“These woods are the world,” a character in the involving The Lighthouse Road says, “and the world ain’t an easy place.” The world in which Peter Geye’s second novel is mainly set is a logging camp and small village beyond the borders of Duluth, Minnesota, in an era that straddles the turn of the 20th century. The author’s astute study centers on the sense of kith and kinship nurtured within a community, in both its quiet moments and disquieting years. At the same time that its insidious and slowly leaked secrets engender circumspection and intrigue from the reader, The Lighthouse Road rewardingly challenges him or her by leapfrogging and even catapulting back and forth within its 25-year span.
The novel takes its first big jump forward on a cold November day in 1896 in the village of Gunflint when destitute Norwegian immigrant Thea Eide gives birth to a boy named Odd, though she dies not long after. Odd is taken in by the enterprising Hosea Grimm, an apothecary and the closet thing the village has to a doctor–with a lucrative sideline in bootlegging and prostitution–and growing up with half-sister Rebekah, an orphan who had been rescued and adopted by Hosea from the Chicago streets.

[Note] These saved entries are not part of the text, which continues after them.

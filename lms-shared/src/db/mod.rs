//! Database layer
//!
//! - [`pool`]: connection pool construction, health and shutdown
//! - [`migrations`]: embedded schema migrations
//!
//! Row types and their queries live in [`crate::models`]; the storage ports
//! built on top of them live in [`crate::store`].
//!
//! ```no_run
//! use lms_shared::db::{migrations::run_migrations, pool::{create_pool, DatabaseConfig}};
//!
//! # async fn example() -> Result<(), Box<dyn std::error::Error>> {
//! let pool = create_pool(DatabaseConfig::new(std::env::var("DATABASE_URL")?)).await?;
//! run_migrations(&pool).await?;
//! # Ok(())
//! # }
//! ```

pub mod migrations;
pub mod pool;
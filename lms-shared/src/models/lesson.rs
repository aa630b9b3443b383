/// Lesson model and database operations
///
/// Lessons belong to exactly one course and are deleted with it. The video
/// URL is checked against the host allow-list before it reaches this layer
/// (see [`crate::validation::validate_video_url`]).
///
/// # Schema
///
/// ```sql
/// CREATE TABLE lessons (
///     id UUID PRIMARY KEY,
///     course_id UUID NOT NULL REFERENCES courses(id) ON DELETE CASCADE,
///     title VARCHAR(255) NOT NULL,
///     description TEXT NOT NULL DEFAULT '',
///     preview TEXT,
///     video_url TEXT NOT NULL,
///     owner_id UUID REFERENCES users(id) ON DELETE SET NULL,
///     created_at TIMESTAMPTZ NOT NULL DEFAULT NOW(),
///     updated_at TIMESTAMPTZ NOT NULL DEFAULT NOW()
/// );
/// ```

use chrono::{DateTime, Utc};
use serde::{Deserialize, Serialize};
use sqlx::PgPool;
use uuid::Uuid;

const LESSON_COLUMNS: &str =
    "id, course_id, title, description, preview, video_url, owner_id, created_at, updated_at";

/// Lesson record
#[derive(Debug, Clone, Serialize, Deserialize, sqlx::FromRow)]
pub struct Lesson {
    pub id: Uuid,

    /// Parent course
    pub course_id: Uuid,

    pub title: String,

    pub description: String,

    pub preview: Option<String>,

    /// Video link on an allow-listed host
    pub video_url: String,

    /// Owning user; None once the owner has been deleted
    pub owner_id: Option<Uuid>,

    pub created_at: DateTime<Utc>,

    pub updated_at: DateTime<Utc>,
}

/// Input for creating a lesson
#[derive(Debug, Clone, Serialize, Deserialize)]
pub struct CreateLesson {
    pub course_id: Uuid,
    pub title: String,
    pub description: String,
    pub preview: Option<String>,
    pub video_url: String,
    pub owner_id: Option<Uuid>,
}

/// Input for updating a lesson. Only non-None fields are written.
#[derive(Debug, Clone, Default, Serialize, Deserialize)]
pub struct UpdateLesson {
    pub course_id: Option<Uuid>,
    pub title: Option<String>,
    pub description: Option<String>,
    pub preview: Option<Option<String>>,
    pub video_url: Option<String>,
}

impl Lesson {
    /// Creates a new lesson
    ///
    /// # Errors
    ///
    /// Fails with a foreign key violation if `course_id` does not exist.
    pub async fn create(pool: &PgPool, data: CreateLesson) -> Result<Self, sqlx::Error> {
        let query = format!(
            r#"
            INSERT INTO lessons (id, course_id, title, description, preview, video_url, owner_id)
            VALUES ($1, $2, $3, $4, $5, $6, $7)
            RETURNING {LESSON_COLUMNS}
            "#
        );

        sqlx::query_as::<_, Lesson>(&query)
            .bind(Uuid::new_v4())
            .bind(data.course_id)
            .bind(data.title)
            .bind(data.description)
            .bind(data.preview)
            .bind(data.video_url)
            .bind(data.owner_id)
            .fetch_one(pool)
            .await
    }

    /// Finds a lesson by ID
    pub async fn find_by_id(pool: &PgPool, id: Uuid) -> Result<Option<Self>, sqlx::Error> {
        let query = format!("SELECT {LESSON_COLUMNS} FROM lessons WHERE id = $1");

        sqlx::query_as::<_, Lesson>(&query)
            .bind(id)
            .fetch_optional(pool)
            .await
    }

    /// Lists lessons, optionally restricted to one owner, oldest first
    pub async fn list(
        pool: &PgPool,
        owner_id: Option<Uuid>,
        limit: i64,
        offset: i64,
    ) -> Result<Vec<Self>, sqlx::Error> {
        let query = format!(
            r#"
            SELECT {LESSON_COLUMNS}
            FROM lessons
            WHERE ($1::uuid IS NULL OR owner_id = $1)
            ORDER BY created_at, id
            LIMIT $2 OFFSET $3
            "#
        );

        sqlx::query_as::<_, Lesson>(&query)
            .bind(owner_id)
            .bind(limit)
            .bind(offset)
            .fetch_all(pool)
            .await
    }

    /// Counts lessons, optionally restricted to one owner
    pub async fn count(pool: &PgPool, owner_id: Option<Uuid>) -> Result<i64, sqlx::Error> {
        let (count,): (i64,) = sqlx::query_as(
            "SELECT COUNT(*) FROM lessons WHERE ($1::uuid IS NULL OR owner_id = $1)",
        )
        .bind(owner_id)
        .fetch_one(pool)
        .await?;

        Ok(count)
    }

    /// Updates a lesson. Only non-None fields are written.
    pub async fn update(
        pool: &PgPool,
        id: Uuid,
        data: UpdateLesson,
    ) -> Result<Option<Self>, sqlx::Error> {
        let mut query = String::from("UPDATE lessons SET updated_at = NOW()");
        let mut bind_count = 1;

        if data.course_id.is_some() {
            bind_count += 1;
            query.push_str(&format!(", course_id = ${}", bind_count));
        }
        if data.title.is_some() {
            bind_count += 1;
            query.push_str(&format!(", title = ${}", bind_count));
        }
        if data.description.is_some() {
            bind_count += 1;
            query.push_str(&format!(", description = ${}", bind_count));
        }
        if data.preview.is_some() {
            bind_count += 1;
            query.push_str(&format!(", preview = ${}", bind_count));
        }
        if data.video_url.is_some() {
            bind_count += 1;
            query.push_str(&format!(", video_url = ${}", bind_count));
        }

        query.push_str(&format!(" WHERE id = $1 RETURNING {LESSON_COLUMNS}"));

        let mut q = sqlx::query_as::<_, Lesson>(&query).bind(id);

        if let Some(course_id) = data.course_id {
            q = q.bind(course_id);
        }
        if let Some(title) = data.title {
            q = q.bind(title);
        }
        if let Some(description) = data.description {
            q = q.bind(description);
        }
        if let Some(preview) = data.preview {
            q = q.bind(preview);
        }
        if let Some(video_url) = data.video_url {
            q = q.bind(video_url);
        }

        q.fetch_optional(pool).await
    }

    /// Deletes a lesson
    pub async fn delete(pool: &PgPool, id: Uuid) -> Result<bool, sqlx::Error> {
        let result = sqlx::query("DELETE FROM lessons WHERE id = $1")
            .bind(id)
            .execute(pool)
            .await?;

        Ok(result.rows_affected() > 0)
    }
}

#[cfg(test)]
mod tests {
    use super::*;

    #[test]
    fn test_update_lesson_default() {
        let update = UpdateLesson::default();
        assert!(update.course_id.is_none());
        assert!(update.video_url.is_none());
        assert!(update.preview.is_none());
    }
}
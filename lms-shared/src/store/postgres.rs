//! Postgres implementation of the storage ports
//!
//! Delegates to the model functions. The notification throttle is the one
//! operation that needs more than a single statement: it locks the course
//! row, decides, stamps and enqueues inside one transaction.

use async_trait::async_trait;
use chrono::{DateTime, Duration, Utc};
use sqlx::PgPool;
use tracing::debug;
use uuid::Uuid;

use super::{
    AccountFlags, Directory, JobSink, NotificationDirectory, PaymentLedger, StampOutcome,
    StoreError, StoreResult, SubscriptionStore, TargetDetails, ThrottleStore, UserMaintenance,
};
use crate::auth::actor::Role;
use crate::models::course::Course;
use crate::models::job::{Job, NewJob};
use crate::models::payment::{CreatePayment, Payment, ProviderSession};
use crate::models::subscription::Subscription;
use crate::models::user::{Group, User};
use crate::notifications::window_elapsed;
use crate::payments::PaymentTarget;

/// Storage ports backed by a connection pool
#[derive(Debug, Clone)]
pub struct PgStore {
    pool: PgPool,
}

impl PgStore {
    pub fn new(pool: PgPool) -> Self {
        Self { pool }
    }

    pub fn pool(&self) -> &PgPool {
        &self.pool
    }
}

#[async_trait]
impl Directory for PgStore {
    async fn active_account(&self, user_id: Uuid) -> StoreResult<Option<AccountFlags>> {
        let user = User::find_by_id(&self.pool, user_id).await?;

        Ok(user.filter(|u| u.is_active).map(|u| AccountFlags {
            is_staff: u.is_staff,
            is_superuser: u.is_superuser,
        }))
    }

    async fn role_of(&self, user_id: Uuid) -> StoreResult<Role> {
        let moderator = User::is_member_of(&self.pool, user_id, Group::Moderators).await?;
        Ok(if moderator { Role::Moderator } else { Role::Member })
    }
}

#[async_trait]
impl SubscriptionStore for PgStore {
    async fn course_exists(&self, course_id: Uuid) -> StoreResult<bool> {
        Ok(Course::exists(&self.pool, course_id).await?)
    }

    async fn remove_subscription(&self, user_id: Uuid, course_id: Uuid) -> StoreResult<bool> {
        Ok(Subscription::remove(&self.pool, user_id, course_id).await?)
    }

    async fn insert_subscription_if_absent(
        &self,
        user_id: Uuid,
        course_id: Uuid,
    ) -> StoreResult<bool> {
        Subscription::insert_if_absent(&self.pool, user_id, course_id)
            .await
            .map_err(StoreError::from_sqlx)
    }
}

#[async_trait]
impl JobSink for PgStore {
    async fn enqueue(&self, job: NewJob) -> StoreResult<Option<Uuid>> {
        Ok(Job::enqueue(&self.pool, &job).await?)
    }
}

#[async_trait]
impl ThrottleStore for PgStore {
    async fn stamp_and_enqueue_if_elapsed(
        &self,
        course_id: Uuid,
        now: DateTime<Utc>,
        window: Duration,
        job: NewJob,
    ) -> StoreResult<StampOutcome> {
        let mut tx = self.pool.begin().await?;

        // Row lock serialises concurrent lesson edits of the same course
        let Some(last_sent) = Course::lock_notification_stamp(&mut *tx, course_id).await? else {
            return Ok(StampOutcome::CourseMissing);
        };

        if !window_elapsed(last_sent, now, window) {
            if let Some(last_sent_at) = last_sent {
                return Ok(StampOutcome::WithinWindow { last_sent_at });
            }
        }

        let stamped = Course::stamp_notification(&mut *tx, course_id, now).await?;
        if !stamped {
            debug!(course_id = %course_id, "Notification stamp already ahead of now; left as is");
        }

        let Some(job_id) = Job::enqueue(&mut *tx, &job).await? else {
            return Err(StoreError::DuplicateJob);
        };

        tx.commit().await?;

        Ok(StampOutcome::Stamped { job_id })
    }
}

#[async_trait]
impl PaymentLedger for PgStore {
    async fn resolve_target(&self, target: PaymentTarget) -> StoreResult<Option<TargetDetails>> {
        let query = match target {
            PaymentTarget::Course(_) => "SELECT title, description FROM courses WHERE id = $1",
            PaymentTarget::Lesson(_) => "SELECT title, description FROM lessons WHERE id = $1",
        };
        let id = target.course_id().or(target.lesson_id());

        let row: Option<(String, String)> = sqlx::query_as(query)
            .bind(id)
            .fetch_optional(&self.pool)
            .await?;

        Ok(row.map(|(title, description)| TargetDetails { title, description }))
    }

    async fn insert_pending_payment(&self, data: CreatePayment) -> StoreResult<Payment> {
        Payment::create(&self.pool, data)
            .await
            .map_err(StoreError::from_sqlx)
    }

    async fn attach_provider_session(
        &self,
        payment_id: Uuid,
        session: &ProviderSession,
    ) -> StoreResult<Option<Payment>> {
        Ok(Payment::attach_session(&self.pool, payment_id, session).await?)
    }
}

#[async_trait]
impl NotificationDirectory for PgStore {
    async fn course_title(&self, course_id: Uuid) -> StoreResult<Option<String>> {
        Ok(Course::find_by_id(&self.pool, course_id)
            .await?
            .map(|course| course.title))
    }

    async fn subscriber_emails(&self, course_id: Uuid) -> StoreResult<Vec<String>> {
        Ok(Subscription::subscriber_emails(&self.pool, course_id).await?)
    }
}

#[async_trait]
impl UserMaintenance for PgStore {
    async fn deactivate_inactive_users(&self, cutoff: DateTime<Utc>) -> StoreResult<u64> {
        Ok(User::deactivate_inactive(&self.pool, cutoff).await?)
    }
}
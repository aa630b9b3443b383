/// Subscription model and database operations
///
/// A row in `subscriptions` means "user is subscribed to course". The pair
/// `(user_id, course_id)` is unique; the constraint is the authority when
/// two toggles race.

use chrono::{DateTime, Utc};
use serde::{Deserialize, Serialize};
use sqlx::PgPool;
use uuid::Uuid;

/// Subscription record
#[derive(Debug, Clone, Serialize, Deserialize, sqlx::FromRow)]
pub struct Subscription {
    pub id: Uuid,
    pub user_id: Uuid,
    pub course_id: Uuid,
    pub created_at: DateTime<Utc>,
}

impl Subscription {
    /// Inserts the pair unless it already exists
    ///
    /// # Returns
    ///
    /// True if this call created the row, false if it was already present
    ///
    /// # Errors
    ///
    /// Fails with a foreign key violation if the user or course is gone.
    pub async fn insert_if_absent(
        pool: &PgPool,
        user_id: Uuid,
        course_id: Uuid,
    ) -> Result<bool, sqlx::Error> {
        let result = sqlx::query(
            r#"
            INSERT INTO subscriptions (id, user_id, course_id)
            VALUES ($1, $2, $3)
            ON CONFLICT (user_id, course_id) DO NOTHING
            "#,
        )
        .bind(Uuid::new_v4())
        .bind(user_id)
        .bind(course_id)
        .execute(pool)
        .await?;

        Ok(result.rows_affected() > 0)
    }

    /// Deletes the pair if present
    ///
    /// # Returns
    ///
    /// True if a row was deleted
    pub async fn remove(pool: &PgPool, user_id: Uuid, course_id: Uuid) -> Result<bool, sqlx::Error> {
        let removed: Option<(Uuid,)> = sqlx::query_as(
            r#"
            DELETE FROM subscriptions
            WHERE user_id = $1 AND course_id = $2
            RETURNING id
            "#,
        )
        .bind(user_id)
        .bind(course_id)
        .fetch_optional(pool)
        .await?;

        Ok(removed.is_some())
    }

    /// Checks whether the pair exists
    pub async fn exists(pool: &PgPool, user_id: Uuid, course_id: Uuid) -> Result<bool, sqlx::Error> {
        let (exists,): (bool,) = sqlx::query_as(
            "SELECT EXISTS (SELECT 1 FROM subscriptions WHERE user_id = $1 AND course_id = $2)",
        )
        .bind(user_id)
        .bind(course_id)
        .fetch_one(pool)
        .await?;

        Ok(exists)
    }

    /// Email addresses of the active users subscribed to a course
    pub async fn subscriber_emails(pool: &PgPool, course_id: Uuid) -> Result<Vec<String>, sqlx::Error> {
        let rows: Vec<(String,)> = sqlx::query_as(
            r#"
            SELECT u.email
            FROM subscriptions s
            JOIN users u ON u.id = s.user_id
            WHERE s.course_id = $1 AND u.is_active
            ORDER BY s.created_at, u.email
            "#,
        )
        .bind(course_id)
        .fetch_all(pool)
        .await?;

        Ok(rows.into_iter().map(|(email,)| email).collect())
    }
}
/// Health check endpoint
///
/// # Endpoint
///
/// ```text
/// GET /health
/// ```
///
/// # Response
///
/// ```json
/// {
///   "status": "healthy",
///   "version": "0.1.0",
///   "database": "connected",
///   "migrations": {"applied": 4, "known": 4, "latest_version": 20240101000004},
///   "pool": {"active_connections": 1, "idle_connections": 2, "total_connections": 3}
/// }
/// ```
///
/// Always answers 200; `status` is `degraded` when the database is
/// unreachable or migrations are behind.

use crate::{app::AppState, error::ApiResult};
use axum::{extract::State, Json};
use lms_shared::db::{
    migrations::{get_migration_status, MigrationStatus},
    pool::{get_pool_stats, health_check as ping, PoolStats},
};
use serde::Serialize;
use tracing::warn;

/// Health check response
#[derive(Debug, Serialize)]
pub struct HealthResponse {
    pub status: &'static str,
    pub version: &'static str,
    pub database: &'static str,

    #[serde(skip_serializing_if = "Option::is_none")]
    pub migrations: Option<MigrationStatus>,

    pub pool: PoolStats,
}

pub async fn health_check(State(state): State<AppState>) -> ApiResult<Json<HealthResponse>> {
    let connected = match ping(&state.db).await {
        Ok(()) => true,
        Err(e) => {
            warn!(error = %e, "Database health check failed");
            false
        }
    };

    let migrations = if connected {
        match get_migration_status(&state.db).await {
            Ok(status) => Some(status),
            Err(e) => {
                warn!(error = %e, "Could not read migration status");
                None
            }
        }
    } else {
        None
    };

    let healthy = connected && migrations.as_ref().is_some_and(MigrationStatus::is_up_to_date);

    Ok(Json(HealthResponse {
        status: if healthy { "healthy" } else { "degraded" },
        version: env!("CARGO_PKG_VERSION"),
        database: if connected { "connected" } else { "disconnected" },
        migrations,
        pool: get_pool_stats(&state.db),
    }))
}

Though Odd “was a fearful boy … scared of almost everything, but especially of the fact that he’d never had a mother,” he grows to be earnest, independent, and hardworking, and earns a living as a fisherman. Soon enough, however, he builds his own boat from which to fish. But also, as it turns out, with which to make an escape–with Rebekah, who is pregnant with his baby.
The destination is Duluth, where the couple stumbles into life in a luxury hotel room and Odd finds good work as a boatbuilder and a new father figure to take the place of Hosea. It’s a new life, a better life, one that Odd thinks he could get used to: “This isn’t who we are,” he says, “but it’s who we deserve to be.” But as the father-to-be and the expectant mother get more settled, some disconcerting and increasingly troubling truths emerge in the turn of events and the relationship, as Rebekah “drifted off into a world of sad thoughts where he wasn’t welcome.”
The dispiriting twists that threaten the course for the future and the sense of family comprise a near-culmination of the narrative’s stealth developments and subtly-emerging mysteries only hinted at in previous chapters. “The big bed and fine linens, the gourmet dinner, the hot bath,” Odd realizes, “was [already] showing its dim foolishness.” It may be enough to make Odd take matters into his own hands. What doesn’t kill you…
The narrative ebb and flow combines with Peter Geye’s well-considered characterizations to point up the all-too-human mix of good and bad within each of us. And the author’s nuanced imagery superbly paints a vivid sense of time and place—the ever-present snow and frozen landscape just might evoke Odd’s ice-fishing expeditions more than a little vicariously. All of these forces and impulses—and Geye’s deft ability in juggling and balancing these aspects–benefits from The Lighthouse Road’s complex but successfully-executed structure and interplay. Geye’s craftsmanship and style enriches and augments the substance of it all, too.